In the nine months to September this year, the performance of Nedbank, the JSE-listed lender, continued to reflect actions the firm had taken in expectation of tough economic conditions, CEO Mike Brown, said.

“We are focused on the drivers of long term value creation for our shareholders as we build our transactional banking franchise and our pan-African banking network,” Brown said in a trading update on Monday.

“Through the 20 percent shareholding in Ecobank Transnational Incorporated (ETI), we have strengthened our strategic alliance with ETI and therefore our ability to provide banking service support for our clients across 39 countries in West and Central Africa,” Brown added.

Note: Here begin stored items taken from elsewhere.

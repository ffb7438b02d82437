//! rangequery - range queries and lazy cursor pipelines over ordered
//! key-value stores with secondary indexes
//!
//! - [`planner`]: key ranges, scan directions, query specs, explain output
//! - [`executor`]: the cursor pipeline and the query executor
//! - [`storage`]: engine collaborator traits and an in-memory engine
//! - [`observability`]: structured logs and metrics
//!
//! ```ignore
//! use std::sync::Arc;
//! use rangequery::{Direction, KeyRangeBuilder, Key, MemoryEngine, QueryExecutor, QuerySpec};
//!
//! let engine = MemoryEngine::new();
//! engine.create_store("users")?;
//! engine.create_index("users", "by_age", "age")?;
//!
//! let range = KeyRangeBuilder::new()
//!     .start(Key::from_int(18), false)
//!     .end(Key::from_int(30), true)
//!     .build();
//! let spec = QuerySpec::new("users")
//!     .with_index("by_age")
//!     .with_range(range)
//!     .with_direction(Direction::resolve(true, false))
//!     .with_limit(10);
//!
//! let executor = QueryExecutor::new(Arc::new(engine));
//! let users = executor.execute(&spec).await?;
//! ```

pub mod executor;
pub mod observability;
pub mod planner;
pub mod storage;

pub use executor::{ExecutorConfig, QueryError, QueryExecutor, QueryResult, QueryStream, TransformError};
pub use planner::{Direction, KeyRange, KeyRangeBuilder, QuerySpec, RangeError};
pub use storage::{Entry, Key, MemoryEngine};
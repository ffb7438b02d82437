//! Structured JSON logger
//!
//! - One log line = one event, written synchronously
//! - `event` first, then `severity`, then fields sorted by key
//! - Lines below the global minimum severity are dropped

use std::fmt;
use std::io::{self, Write};
use std::sync::atomic::{AtomicU8, Ordering};

/// Log severity levels
#[derive(Debug, Clone, Copy, PartialEq, Eq, PartialOrd, Ord, Hash)]
pub enum Severity {
    /// Per-scope and per-cursor detail
    Trace = 0,
    /// Query lifecycle
    Info = 1,
    /// Abandoned or incomplete work
    Warn = 2,
    /// Query failures
    Error = 3,
}

impl Severity {
    pub fn as_str(&self) -> &'static str {
        match self {
            Severity::Trace => "TRACE",
            Severity::Info => "INFO",
            Severity::Warn => "WARN",
            Severity::Error => "ERROR",
        }
    }

    fn from_u8(level: u8) -> Self {
        match level {
            0 => Severity::Trace,
            1 => Severity::Info,
            2 => Severity::Warn,
            _ => Severity::Error,
        }
    }
}

impl fmt::Display for Severity {
    fn fmt(&self, f: &mut fmt::Formatter<'_>) -> fmt::Result {
        write!(f, "{}", self.as_str())
    }
}

static MIN_SEVERITY: AtomicU8 = AtomicU8::new(Severity::Info as u8);

/// Process-wide structured logger
pub struct Logger;

impl Logger {
    /// Drop every line below `severity`. Defaults to INFO.
    pub fn set_min_severity(severity: Severity) {
        MIN_SEVERITY.store(severity as u8, Ordering::Relaxed);
    }

    pub fn min_severity() -> Severity {
        Severity::from_u8(MIN_SEVERITY.load(Ordering::Relaxed))
    }

    pub fn enabled(severity: Severity) -> bool {
        severity >= Self::min_severity()
    }

    /// Log an event; ERROR goes to stderr, everything else to stdout
    pub fn log(severity: Severity, event: &str, fields: &[(&str, &str)]) {
        if !Self::enabled(severity) {
            return;
        }
        if severity >= Severity::Error {
            Self::write_line(severity, event, fields, &mut io::stderr());
        } else {
            Self::write_line(severity, event, fields, &mut io::stdout());
        }
    }

    fn write_line<W: Write>(severity: Severity, event: &str, fields: &[(&str, &str)], writer: &mut W) {
        let line = Self::format_line(severity, event, fields);
        let _ = writer.write_all(line.as_bytes());
        let _ = writer.flush();
    }

    /// Render one JSON line, newline included
    fn format_line(severity: Severity, event: &str, fields: &[(&str, &str)]) -> String {
        let mut output = String::with_capacity(128);
        output.push_str("{\"event\":");
        push_json_string(&mut output, event);
        output.push_str(",\"severity\":\"");
        output.push_str(severity.as_str());
        output.push('"');

        let mut sorted: Vec<&(&str, &str)> = fields.iter().collect();
        sorted.sort_by_key(|(k, _)| *k);
        for (key, value) in sorted {
            output.push(',');
            push_json_string(&mut output, key);
            output.push(':');
            push_json_string(&mut output, value);
        }

        output.push_str("}\n");
        output
    }

    pub fn trace(event: &str, fields: &[(&str, &str)]) {
        Self::log(Severity::Trace, event, fields);
    }

    pub fn info(event: &str, fields: &[(&str, &str)]) {
        Self::log(Severity::Info, event, fields);
    }

    pub fn warn(event: &str, fields: &[(&str, &str)]) {
        Self::log(Severity::Warn, event, fields);
    }

    pub fn error(event: &str, fields: &[(&str, &str)]) {
        Self::log(Severity::Error, event, fields);
    }
}

fn push_json_string(output: &mut String, s: &str) {
    match serde_json::to_string(s) {
        Ok(quoted) => output.push_str(&quoted),
        Err(_) => output.push_str("\"\""),
    }
}

/// Render a log line without writing it, regardless of the minimum severity
#[cfg(test)]
pub fn capture_log(severity: Severity, event: &str, fields: &[(&str, &str)]) -> String {
    Logger::format_line(severity, event, fields)
}

#[cfg(test)]
mod tests {
    use super::*;

    #[test]
    fn test_severity_ordering() {
        assert!(Severity::Trace < Severity::Info);
        assert!(Severity::Info < Severity::Warn);
        assert!(Severity::Warn < Severity::Error);
        assert_eq!(Severity::from_u8(7), Severity::Error);
    }

    #[test]
    fn test_line_is_json_with_event_first() {
        let output = capture_log(Severity::Info, "QUERY_BEGIN", &[("target", "users")]);
        let parsed: serde_json::Value = serde_json::from_str(&output).unwrap();
        assert_eq!(parsed["event"], "QUERY_BEGIN");
        assert_eq!(parsed["severity"], "INFO");
        assert_eq!(parsed["target"], "users");
        assert!(output.starts_with("{\"event\""));
        assert_eq!(output.matches('\n').count(), 1);
    }

    #[test]
    fn test_fields_sorted() {
        let a = capture_log(Severity::Info, "E", &[("skip", "1"), ("limit", "2"), ("direction", "next")]);
        let b = capture_log(Severity::Info, "E", &[("direction", "next"), ("skip", "1"), ("limit", "2")]);
        assert_eq!(a, b);
        assert!(a.find("direction").unwrap() < a.find("limit").unwrap());
        assert!(a.find("limit").unwrap() < a.find("skip").unwrap());
    }

    #[test]
    fn test_escapes_values() {
        let output = capture_log(Severity::Error, "E", &[("reason", "bad \"key\"\n\u{1}")]);
        let parsed: serde_json::Value = serde_json::from_str(&output).unwrap();
        assert_eq!(parsed["reason"], "bad \"key\"\n\u{1}");
    }
}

According to Brown, economic growth in the rest of Africa is quicker than South Africa and Nedbank’s investment in Ecobank proffers the shareholders of the lender the right of entry to earnings in these higher economic growth markets.

“Our balance sheet metrics remain strong and our ability to generate earnings and capital should continue to support our progressive dividend policy,” Brown said, adding the lender remained well-positioned to meet its full-year guidance for growth.

Net interest income for the nine months ended 30 September this year grew by 8.4 percent to R17,043 million ($1.5 million) from R15,725 million ($1.4 million) boosted by average interest-earning banking assets growth of 9.9 percent, the lender, which is South Africa’s fourth biggest bank listed on the JSE.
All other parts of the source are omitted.